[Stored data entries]
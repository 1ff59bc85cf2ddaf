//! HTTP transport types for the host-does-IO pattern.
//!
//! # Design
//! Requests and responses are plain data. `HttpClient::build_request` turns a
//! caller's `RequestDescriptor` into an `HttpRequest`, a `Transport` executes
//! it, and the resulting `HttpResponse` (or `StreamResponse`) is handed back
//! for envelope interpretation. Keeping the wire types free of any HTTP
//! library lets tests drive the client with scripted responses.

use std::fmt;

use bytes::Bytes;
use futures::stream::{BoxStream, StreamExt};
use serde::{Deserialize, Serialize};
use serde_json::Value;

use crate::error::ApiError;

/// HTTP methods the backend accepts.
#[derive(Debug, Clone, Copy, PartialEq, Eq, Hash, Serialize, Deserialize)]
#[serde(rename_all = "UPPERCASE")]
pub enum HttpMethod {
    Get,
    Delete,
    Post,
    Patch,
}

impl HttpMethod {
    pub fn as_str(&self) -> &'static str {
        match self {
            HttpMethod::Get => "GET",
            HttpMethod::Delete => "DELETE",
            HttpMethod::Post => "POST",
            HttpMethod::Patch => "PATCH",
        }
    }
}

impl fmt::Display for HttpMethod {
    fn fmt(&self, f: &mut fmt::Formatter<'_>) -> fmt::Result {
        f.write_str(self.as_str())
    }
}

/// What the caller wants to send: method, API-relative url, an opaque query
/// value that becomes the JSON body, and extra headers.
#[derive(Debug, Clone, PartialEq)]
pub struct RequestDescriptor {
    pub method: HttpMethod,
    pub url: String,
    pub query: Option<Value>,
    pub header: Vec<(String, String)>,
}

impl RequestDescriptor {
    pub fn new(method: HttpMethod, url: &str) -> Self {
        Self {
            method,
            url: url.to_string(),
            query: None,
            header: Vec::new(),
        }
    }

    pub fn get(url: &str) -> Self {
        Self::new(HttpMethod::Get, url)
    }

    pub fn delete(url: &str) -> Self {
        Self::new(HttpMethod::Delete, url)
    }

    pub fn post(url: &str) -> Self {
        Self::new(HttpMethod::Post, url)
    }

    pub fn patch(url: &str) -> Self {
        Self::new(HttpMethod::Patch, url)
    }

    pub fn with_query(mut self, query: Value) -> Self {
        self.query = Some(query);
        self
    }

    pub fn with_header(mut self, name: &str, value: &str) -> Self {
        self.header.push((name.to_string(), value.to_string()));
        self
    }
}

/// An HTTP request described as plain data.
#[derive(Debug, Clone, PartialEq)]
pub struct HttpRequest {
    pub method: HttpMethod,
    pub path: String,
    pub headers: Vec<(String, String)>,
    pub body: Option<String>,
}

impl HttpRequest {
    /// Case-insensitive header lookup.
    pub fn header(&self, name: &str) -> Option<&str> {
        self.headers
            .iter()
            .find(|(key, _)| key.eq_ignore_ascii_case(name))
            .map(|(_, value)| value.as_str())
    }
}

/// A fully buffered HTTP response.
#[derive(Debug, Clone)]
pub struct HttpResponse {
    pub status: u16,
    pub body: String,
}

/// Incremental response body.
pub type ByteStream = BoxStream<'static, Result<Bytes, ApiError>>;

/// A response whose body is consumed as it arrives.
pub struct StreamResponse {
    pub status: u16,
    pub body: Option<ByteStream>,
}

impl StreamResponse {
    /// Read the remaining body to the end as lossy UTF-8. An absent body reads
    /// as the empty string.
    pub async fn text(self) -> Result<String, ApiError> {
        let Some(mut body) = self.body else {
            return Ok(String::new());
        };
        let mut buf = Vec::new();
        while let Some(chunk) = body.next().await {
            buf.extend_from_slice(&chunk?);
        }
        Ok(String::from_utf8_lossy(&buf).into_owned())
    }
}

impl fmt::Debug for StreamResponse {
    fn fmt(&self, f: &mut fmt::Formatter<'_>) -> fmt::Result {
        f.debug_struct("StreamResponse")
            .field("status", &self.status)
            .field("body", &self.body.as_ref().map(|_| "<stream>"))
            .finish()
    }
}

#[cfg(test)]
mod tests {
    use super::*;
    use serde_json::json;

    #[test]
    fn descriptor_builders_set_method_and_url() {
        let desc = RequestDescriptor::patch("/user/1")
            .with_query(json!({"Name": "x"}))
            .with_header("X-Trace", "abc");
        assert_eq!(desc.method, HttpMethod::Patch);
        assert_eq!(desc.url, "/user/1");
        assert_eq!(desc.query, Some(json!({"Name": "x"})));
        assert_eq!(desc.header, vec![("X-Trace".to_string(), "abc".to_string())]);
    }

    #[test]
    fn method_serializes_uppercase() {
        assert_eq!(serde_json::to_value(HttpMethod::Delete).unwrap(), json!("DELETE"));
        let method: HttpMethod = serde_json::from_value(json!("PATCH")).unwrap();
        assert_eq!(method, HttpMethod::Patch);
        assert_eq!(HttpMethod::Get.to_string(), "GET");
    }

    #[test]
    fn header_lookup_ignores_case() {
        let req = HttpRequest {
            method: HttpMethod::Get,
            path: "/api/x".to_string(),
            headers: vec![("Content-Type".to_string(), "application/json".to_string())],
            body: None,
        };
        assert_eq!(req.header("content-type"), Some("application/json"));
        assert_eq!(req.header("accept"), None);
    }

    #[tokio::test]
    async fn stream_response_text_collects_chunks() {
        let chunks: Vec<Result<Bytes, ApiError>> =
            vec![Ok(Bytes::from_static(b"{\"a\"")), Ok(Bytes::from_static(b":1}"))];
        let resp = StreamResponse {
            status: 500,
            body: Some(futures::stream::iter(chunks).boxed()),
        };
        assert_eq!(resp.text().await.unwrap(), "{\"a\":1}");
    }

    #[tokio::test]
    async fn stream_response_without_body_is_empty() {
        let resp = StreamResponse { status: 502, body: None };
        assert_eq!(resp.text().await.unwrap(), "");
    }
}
...
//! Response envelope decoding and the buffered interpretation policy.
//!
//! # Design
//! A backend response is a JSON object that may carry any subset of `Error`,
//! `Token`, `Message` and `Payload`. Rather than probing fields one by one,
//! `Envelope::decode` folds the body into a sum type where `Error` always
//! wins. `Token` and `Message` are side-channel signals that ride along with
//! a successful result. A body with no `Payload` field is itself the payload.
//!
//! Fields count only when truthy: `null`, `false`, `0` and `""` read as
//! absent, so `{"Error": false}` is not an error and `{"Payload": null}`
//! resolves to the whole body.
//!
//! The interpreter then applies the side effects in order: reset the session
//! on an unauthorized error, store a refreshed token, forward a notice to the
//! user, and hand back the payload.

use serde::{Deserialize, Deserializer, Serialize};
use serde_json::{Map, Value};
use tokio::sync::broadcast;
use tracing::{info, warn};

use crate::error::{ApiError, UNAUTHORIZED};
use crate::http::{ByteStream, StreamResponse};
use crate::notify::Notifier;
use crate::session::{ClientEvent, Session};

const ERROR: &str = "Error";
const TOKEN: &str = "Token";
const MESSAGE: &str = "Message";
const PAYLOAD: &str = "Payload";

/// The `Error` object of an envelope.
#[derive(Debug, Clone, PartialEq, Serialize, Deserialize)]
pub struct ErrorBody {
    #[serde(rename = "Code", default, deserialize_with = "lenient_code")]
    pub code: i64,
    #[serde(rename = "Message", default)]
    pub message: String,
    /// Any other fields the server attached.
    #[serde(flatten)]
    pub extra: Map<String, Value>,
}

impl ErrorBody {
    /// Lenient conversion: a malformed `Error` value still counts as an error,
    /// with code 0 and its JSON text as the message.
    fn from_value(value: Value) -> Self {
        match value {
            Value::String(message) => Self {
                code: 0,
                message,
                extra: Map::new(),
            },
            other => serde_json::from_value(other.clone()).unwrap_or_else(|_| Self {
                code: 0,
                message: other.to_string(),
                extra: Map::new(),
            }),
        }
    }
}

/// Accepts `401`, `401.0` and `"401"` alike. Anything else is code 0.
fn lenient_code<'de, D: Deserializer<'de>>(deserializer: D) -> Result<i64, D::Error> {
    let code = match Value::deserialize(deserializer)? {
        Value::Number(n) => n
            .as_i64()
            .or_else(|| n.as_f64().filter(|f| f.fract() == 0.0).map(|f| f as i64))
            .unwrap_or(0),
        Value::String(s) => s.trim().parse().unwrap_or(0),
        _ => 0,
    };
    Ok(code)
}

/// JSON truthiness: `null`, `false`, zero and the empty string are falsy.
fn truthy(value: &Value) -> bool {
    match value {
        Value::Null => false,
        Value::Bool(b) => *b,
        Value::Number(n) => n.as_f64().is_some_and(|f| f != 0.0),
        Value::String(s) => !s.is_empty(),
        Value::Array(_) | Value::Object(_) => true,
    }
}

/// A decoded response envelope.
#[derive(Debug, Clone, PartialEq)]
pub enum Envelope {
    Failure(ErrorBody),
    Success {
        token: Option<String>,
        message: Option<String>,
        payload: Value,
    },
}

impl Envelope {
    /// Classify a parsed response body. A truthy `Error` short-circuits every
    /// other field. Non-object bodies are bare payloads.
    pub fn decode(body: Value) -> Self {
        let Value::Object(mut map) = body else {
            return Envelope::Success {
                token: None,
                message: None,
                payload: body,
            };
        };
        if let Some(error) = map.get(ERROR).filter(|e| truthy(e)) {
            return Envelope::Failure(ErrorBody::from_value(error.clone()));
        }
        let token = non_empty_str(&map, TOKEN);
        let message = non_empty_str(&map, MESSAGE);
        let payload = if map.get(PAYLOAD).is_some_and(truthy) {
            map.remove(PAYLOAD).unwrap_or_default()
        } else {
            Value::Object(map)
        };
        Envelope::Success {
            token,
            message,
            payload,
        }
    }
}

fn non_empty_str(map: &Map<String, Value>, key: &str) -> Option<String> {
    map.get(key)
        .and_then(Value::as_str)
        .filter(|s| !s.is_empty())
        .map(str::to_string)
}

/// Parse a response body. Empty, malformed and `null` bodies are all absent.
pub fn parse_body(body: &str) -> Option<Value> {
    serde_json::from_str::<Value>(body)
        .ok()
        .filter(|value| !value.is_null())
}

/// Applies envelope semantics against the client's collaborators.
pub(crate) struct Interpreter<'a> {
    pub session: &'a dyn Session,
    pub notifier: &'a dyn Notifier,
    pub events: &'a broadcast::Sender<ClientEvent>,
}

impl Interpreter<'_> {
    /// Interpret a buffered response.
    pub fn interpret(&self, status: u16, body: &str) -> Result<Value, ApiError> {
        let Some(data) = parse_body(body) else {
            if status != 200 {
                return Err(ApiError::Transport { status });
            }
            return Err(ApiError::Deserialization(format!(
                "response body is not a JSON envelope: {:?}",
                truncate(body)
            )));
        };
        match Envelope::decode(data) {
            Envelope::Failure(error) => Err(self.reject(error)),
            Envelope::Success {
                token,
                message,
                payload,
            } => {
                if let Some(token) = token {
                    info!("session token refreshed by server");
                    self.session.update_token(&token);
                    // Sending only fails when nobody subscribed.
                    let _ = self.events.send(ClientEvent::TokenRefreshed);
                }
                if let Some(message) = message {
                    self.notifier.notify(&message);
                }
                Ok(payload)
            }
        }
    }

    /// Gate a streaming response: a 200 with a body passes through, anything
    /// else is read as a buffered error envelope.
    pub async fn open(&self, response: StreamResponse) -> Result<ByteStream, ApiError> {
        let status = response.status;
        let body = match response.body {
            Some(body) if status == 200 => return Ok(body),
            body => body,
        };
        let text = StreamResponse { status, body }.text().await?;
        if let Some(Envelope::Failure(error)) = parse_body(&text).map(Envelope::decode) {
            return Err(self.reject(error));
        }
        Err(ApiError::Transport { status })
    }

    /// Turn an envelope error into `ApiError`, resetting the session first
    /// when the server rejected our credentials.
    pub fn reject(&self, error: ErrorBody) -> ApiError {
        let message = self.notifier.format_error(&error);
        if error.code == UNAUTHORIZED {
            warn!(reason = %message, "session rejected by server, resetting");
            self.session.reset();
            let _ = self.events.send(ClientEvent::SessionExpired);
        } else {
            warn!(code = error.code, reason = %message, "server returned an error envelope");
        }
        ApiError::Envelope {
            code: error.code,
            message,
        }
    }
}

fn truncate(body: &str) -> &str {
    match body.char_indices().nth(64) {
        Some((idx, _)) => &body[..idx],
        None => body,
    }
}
==
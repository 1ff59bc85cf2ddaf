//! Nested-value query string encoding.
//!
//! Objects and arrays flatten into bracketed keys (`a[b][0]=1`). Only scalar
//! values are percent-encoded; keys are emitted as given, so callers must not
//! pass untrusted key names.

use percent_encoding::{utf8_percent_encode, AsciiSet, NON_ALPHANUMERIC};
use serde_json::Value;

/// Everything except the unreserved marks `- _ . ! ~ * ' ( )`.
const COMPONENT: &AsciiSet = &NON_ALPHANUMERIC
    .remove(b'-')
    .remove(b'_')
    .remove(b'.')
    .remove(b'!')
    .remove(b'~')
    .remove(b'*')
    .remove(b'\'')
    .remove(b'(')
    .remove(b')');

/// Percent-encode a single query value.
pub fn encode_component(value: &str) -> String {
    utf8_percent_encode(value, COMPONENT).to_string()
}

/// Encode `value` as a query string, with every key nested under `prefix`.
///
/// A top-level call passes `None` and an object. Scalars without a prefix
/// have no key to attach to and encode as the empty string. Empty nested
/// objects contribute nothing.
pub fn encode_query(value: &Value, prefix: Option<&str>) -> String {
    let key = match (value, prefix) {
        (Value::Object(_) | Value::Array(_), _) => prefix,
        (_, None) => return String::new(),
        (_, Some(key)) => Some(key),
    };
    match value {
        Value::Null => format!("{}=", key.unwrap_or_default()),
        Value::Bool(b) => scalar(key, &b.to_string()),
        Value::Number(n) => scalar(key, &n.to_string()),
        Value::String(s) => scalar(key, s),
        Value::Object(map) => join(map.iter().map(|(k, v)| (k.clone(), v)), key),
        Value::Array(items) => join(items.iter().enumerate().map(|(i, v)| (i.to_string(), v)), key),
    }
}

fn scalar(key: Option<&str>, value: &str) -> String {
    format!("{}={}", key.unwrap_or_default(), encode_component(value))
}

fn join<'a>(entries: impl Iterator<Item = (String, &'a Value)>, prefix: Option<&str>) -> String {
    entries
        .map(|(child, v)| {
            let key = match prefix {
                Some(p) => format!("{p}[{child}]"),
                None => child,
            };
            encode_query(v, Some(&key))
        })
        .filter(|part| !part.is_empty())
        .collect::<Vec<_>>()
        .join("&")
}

== WHAT THE TASK ASKS ==
Each line in the records above that contains the word "filter" must be copied.

== SOLUTION FOR THIS PROBLEM ==
            .or_else(|| n.as_f64().filter(|f| f.fract() == 0.0).map(|f| f as i64))
        if let Some(error) = map.get(ERROR).filter(|e| truthy(e)) {
        .filter(|s| !s.is_empty())
        .filter(|value| !value.is_null())
        .filter(|part| !part.is_empty())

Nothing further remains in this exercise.